Impressions citadines : Nous vivons en télécratie

Impressions citadines par Catherine DorionCatherine Dorion

Les Québécois passent environ autant d’heures par jour à écouter la télévision qu’à travailler ou qu’à dormir. Une trentaine d’heures en moyenne par semaine. Pour les plus de 50 ans (qui représentent 40% de la population québécoise et qui sont aussi ceux qui votent le plus), c’est 45 heures par semaine – plus du quart de la journée. À 20h, la majorité (52%) des Québécois sont assis devant leur télé. Staline, qui alphabétisait les populations d’Asie centrale dans le but avoué de leur servir de la propagande écrite et de contrôler leurs élans collectifs, n’aurait pas pu imaginer mieux comme moyen.

Cette «activité» (ou «passivité») qui bouffe tant de temps aux Québécois en a, bien entendu, remplacé d’autres. À quoi s’adonnait-on au Québec avant la télé? Quelques archivistes amoureux de la culture populaire ont parcouru le pays il y a quelques décennies pour ramasser les chants, les danses et les contes des régions du Québec. Ces productions culturelles vernaculaires (qu’aucune industrie ou publicité n’avaient poussées dans la tête des gens) sourdaient directement du peuple : on ne savait même pas, la plupart du temps, qui en étaient les auteurs. Elles étaient chargées de valeurs, de préférences, de couleurs particulières, bref, d’identité. Et cette identité était populaire, non pas dans le sens qu’elle «pognait» auprès du peuple mais dans le sens qu’elle venait de lui et qu’elle vivait par lui. C’est lui qui la créait organiquement et qui choisissait ensuite, selon ses choix et ses préférences, d’en colporter et d’en transmettre tel aspect plutôt que tel autre.

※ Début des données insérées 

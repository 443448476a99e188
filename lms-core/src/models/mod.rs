//! Domain models with validation at construction
//!
//! All user input is validated when creating these types.
//! Invalid input returns ValidationError, not panic.

pub mod account;
pub mod course;
pub mod forms;
pub mod grading;
pub mod role;
pub mod validation;

pub use account::{Age, DisplayName, Email, Password, PhoneNumber, Username};
pub use course::{Body, CourseCode, Title};
pub use forms::{
    AssignmentForm, Credentials, GradeForm, GradeInput, LoginForm, MaterialForm, NewAssignment,
    NewCourse, NewCourseForm, NewMaterial, NewUser, NewUserForm, ProfileForm, ProfileUpdate,
    SubmissionForm,
};
pub use grading::{DueDate, Score};
pub use role::Role;
pub use validation::ValidationError;
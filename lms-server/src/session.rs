//! In-memory session store
//!
//! Sessions are keyed by a random UUID carried in a cookie. Anonymous
//! sessions exist only to carry flash messages (e.g. a failed login).
//! Nothing survives a restart.

use std::collections::HashMap;

use chrono::{DateTime, Duration, Utc};
use tokio::sync::RwLock;
use uuid::Uuid;

const MAX_TTL_MINUTES: u64 = 365 * 24 * 60;

/// Severity of a one-shot message
#[derive(Debug, Clone, Copy, PartialEq, Eq)]
pub enum FlashLevel {
    Info,
    Success,
    Error,
}

impl FlashLevel {
    pub fn css_class(&self) -> &'static str {
        match self {
            Self::Info => "flash-info",
            Self::Success => "flash-success",
            Self::Error => "flash-error",
        }
    }
}

/// Message shown once on the next rendered page
#[derive(Debug, Clone, PartialEq, Eq)]
pub struct Flash {
    pub level: FlashLevel,
    pub message: String,
}

impl Flash {
    pub fn info(message: impl Into<String>) -> Self {
        Self {
            level: FlashLevel::Info,
            message: message.into(),
        }
    }

    pub fn success(message: impl Into<String>) -> Self {
        Self {
            level: FlashLevel::Success,
            message: message.into(),
        }
    }

    pub fn error(message: impl Into<String>) -> Self {
        Self {
            level: FlashLevel::Error,
            message: message.into(),
        }
    }
}

#[derive(Debug, Clone)]
struct Session {
    user_id: Option<i64>,
    expires_at: DateTime<Utc>,
    flash: Vec<Flash>,
}

/// Session lookup result
#[derive(Debug, Clone, Copy, PartialEq, Eq)]
pub struct SessionInfo {
    pub token: Uuid,
    pub user_id: Option<i64>,
}

/// Process-wide session table with sliding expiry
#[derive(Debug)]
pub struct SessionStore {
    sessions: RwLock<HashMap<Uuid, Session>>,
    ttl: Duration,
}

impl SessionStore {
    pub fn new(ttl: Duration) -> Self {
        Self {
            sessions: RwLock::new(HashMap::new()),
            ttl,
        }
    }

    /// TTL from configuration, capped at one year.
    pub fn from_minutes(minutes: u64) -> Self {
        let minutes = minutes.min(MAX_TTL_MINUTES) as i64;
        Self::new(Duration::minutes(minutes))
    }

    pub fn ttl(&self) -> Duration {
        self.ttl
    }

    /// Start an authenticated session.
    pub async fn create(&self, user_id: i64) -> Uuid {
        self.insert(Some(user_id)).await
    }

    /// Start a session with no user, used to carry flash messages.
    pub async fn create_anonymous(&self) -> Uuid {
        self.insert(None).await
    }

    async fn insert(&self, user_id: Option<i64>) -> Uuid {
        let token = Uuid::new_v4();
        let session = Session {
            user_id,
            expires_at: Utc::now() + self.ttl,
            flash: Vec::new(),
        };
        self.sessions.write().await.insert(token, session);
        token
    }

    /// Look up a session and extend its expiry. Expired sessions are
    /// dropped and reported as missing.
    pub async fn touch(&self, token: Uuid) -> Option<SessionInfo> {
        let now = Utc::now();
        let mut sessions = self.sessions.write().await;

        match sessions.get_mut(&token) {
            Some(session) if session.expires_at > now => {
                session.expires_at = now + self.ttl;
                Some(SessionInfo {
                    token,
                    user_id: session.user_id,
                })
            }
            Some(_) => {
                sessions.remove(&token);
                None
            }
            None => None,
        }
    }

    /// Attach a user to an existing session (login from an anonymous one).
    pub async fn login(&self, token: Uuid, user_id: i64) -> bool {
        let mut sessions = self.sessions.write().await;
        match sessions.get_mut(&token) {
            Some(session) => {
                session.user_id = Some(user_id);
                session.expires_at = Utc::now() + self.ttl;
                true
            }
            None => false,
        }
    }

    pub async fn destroy(&self, token: Uuid) -> bool {
        self.sessions.write().await.remove(&token).is_some()
    }

    /// Drop every session of a user (account deleted).
    pub async fn destroy_user(&self, user_id: i64) -> usize {
        let mut sessions = self.sessions.write().await;
        let before = sessions.len();
        sessions.retain(|_, s| s.user_id != Some(user_id));
        before - sessions.len()
    }

    pub async fn push_flash(&self, token: Uuid, flash: Flash) -> bool {
        match self.sessions.write().await.get_mut(&token) {
            Some(session) => {
                session.flash.push(flash);
                true
            }
            None => false,
        }
    }

    /// Remove and return pending flash messages.
    pub async fn take_flash(&self, token: Uuid) -> Vec<Flash> {
        self.sessions
            .write()
            .await
            .get_mut(&token)
            .map(|s| std::mem::take(&mut s.flash))
            .unwrap_or_default()
    }

    /// Drop expired sessions. Returns how many were removed.
    pub async fn purge_expired(&self) -> usize {
        let now = Utc::now();
        let mut sessions = self.sessions.write().await;
        let before = sessions.len();
        sessions.retain(|_, s| s.expires_at > now);
        before - sessions.len()
    }

    pub async fn len(&self) -> usize {
        self.sessions.read().await.len()
    }
}

/// Parse the session token out of a `Cookie` header value.
pub fn token_from_cookie_header(header: &str, cookie_name: &str) -> Option<Uuid> {
    header
        .split(';')
        .filter_map(|pair| pair.trim().split_once('='))
        .find(|(name, _)| *name == cookie_name)
        .and_then(|(_, value)| Uuid::parse_str(value.trim()).ok())
}

/// `Set-Cookie` value establishing a session.
pub fn session_cookie(cookie_name: &str, token: Uuid) -> String {
    format!("{cookie_name}={token}; Path=/; HttpOnly; SameSite=Lax")
}

/// `Set-Cookie` value that clears the session cookie.
pub fn clear_cookie(cookie_name: &str) -> String {
    format!("{cookie_name}=; Path=/; HttpOnly; SameSite=Lax; Max-Age=0")
}

#[cfg(test)]
mod tests {
    use super::*;

    #[tokio::test]
    async fn create_touch_destroy() {
        let store = SessionStore::from_minutes(10);
        let token = store.create(7).await;

        let info = store.touch(token).await.unwrap();
        assert_eq!(info.user_id, Some(7));

        assert!(store.destroy(token).await);
        assert!(store.touch(token).await.is_none());
    }

    #[tokio::test]
    async fn expired_sessions_vanish() {
        let store = SessionStore::new(Duration::seconds(-1));
        let token = store.create(1).await;

        assert!(store.touch(token).await.is_none());
        assert_eq!(store.len().await, 0);
    }

    #[tokio::test]
    async fn purge_counts_removed() {
        let store = SessionStore::new(Duration::seconds(-1));
        store.create(1).await;
        store.create_anonymous().await;
        assert_eq!(store.purge_expired().await, 2);
    }

    #[tokio::test]
    async fn flash_is_taken_once() {
        let store = SessionStore::from_minutes(10);
        let token = store.create_anonymous().await;

        assert!(store.push_flash(token, Flash::error("nope")).await);
        assert!(store.push_flash(token, Flash::info("fyi")).await);

        let flashes = store.take_flash(token).await;
        assert_eq!(flashes.len(), 2);
        assert_eq!(flashes[0].level, FlashLevel::Error);
        assert!(store.take_flash(token).await.is_empty());
    }

    #[tokio::test]
    async fn anonymous_session_can_log_in() {
        let store = SessionStore::from_minutes(10);
        let token = store.create_anonymous().await;
        assert_eq!(store.touch(token).await.unwrap().user_id, None);

        assert!(store.login(token, 3).await);
        assert_eq!(store.touch(token).await.unwrap().user_id, Some(3));
    }

    #[tokio::test]
    async fn destroy_user_drops_all_their_sessions() {
        let store = SessionStore::from_minutes(10);
        store.create(1).await;
        store.create(1).await;
        let other = store.create(2).await;

        assert_eq!(store.destroy_user(1).await, 2);
        assert!(store.touch(other).await.is_some());
    }

    #[test]
    fn cookie_parsing() {
        let token = Uuid::new_v4();
        let header = format!("theme=dark; lms_session={token}; other=1");
        assert_eq!(token_from_cookie_header(&header, "lms_session"), Some(token));
        assert_eq!(token_from_cookie_header("lms_session=garbage", "lms_session"), None);
        assert_eq!(token_from_cookie_header("", "lms_session"), None);
    }

    #[test]
    fn cookie_attributes() {
        let token = Uuid::nil();
        let cookie = session_cookie("lms_session", token);
        assert!(cookie.starts_with("lms_session=00000000-"));
        assert!(cookie.contains("HttpOnly"));
        assert!(clear_cookie("lms_session").contains("Max-Age=0"));
    }
}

Je suis convaincue que la télé a un énorme rôle à jouer dans notre déprime collective. Ses liens avec la déprime individuelle sont d’ailleurs documentés. Quand on passe quatre à six heures par jour à avaler stoïquement des images, des sons, des idées et des valeurs générées par un petit nombre de personnes dont l’objectif n’est pas de nourrir la masse en culture mais de faire des profits, notre psyché ne peut qu’en être fondamentalement altérée. Le philosophe Bernard Stiegler avance que ça atteint notre désir collectif de plein fouet, socialement et politiquement :

«Tout comme la captation du désir, détourné vers les marchandises, finit par le détruire, et finalement par transformer ces marchandises en supports de comportements addictifs, puis en dégoût, le marketing politique qui canalise la libido vers ses candidats aux responsabilités détruit cette libido.»

Toujours selon lui, cela est d’autant plus grave que cet espèce de dégoût du projet collectif que développent les représentants d’une culture mène à des régressions, des nostalgies amères et, finalement, une «désagrégation de la sphère nationale que ne vient remplacer aucune autre forme de civilité, sinon celle du marché – et c’est là précisément ce que l’on a appelé les «sociétés de marché».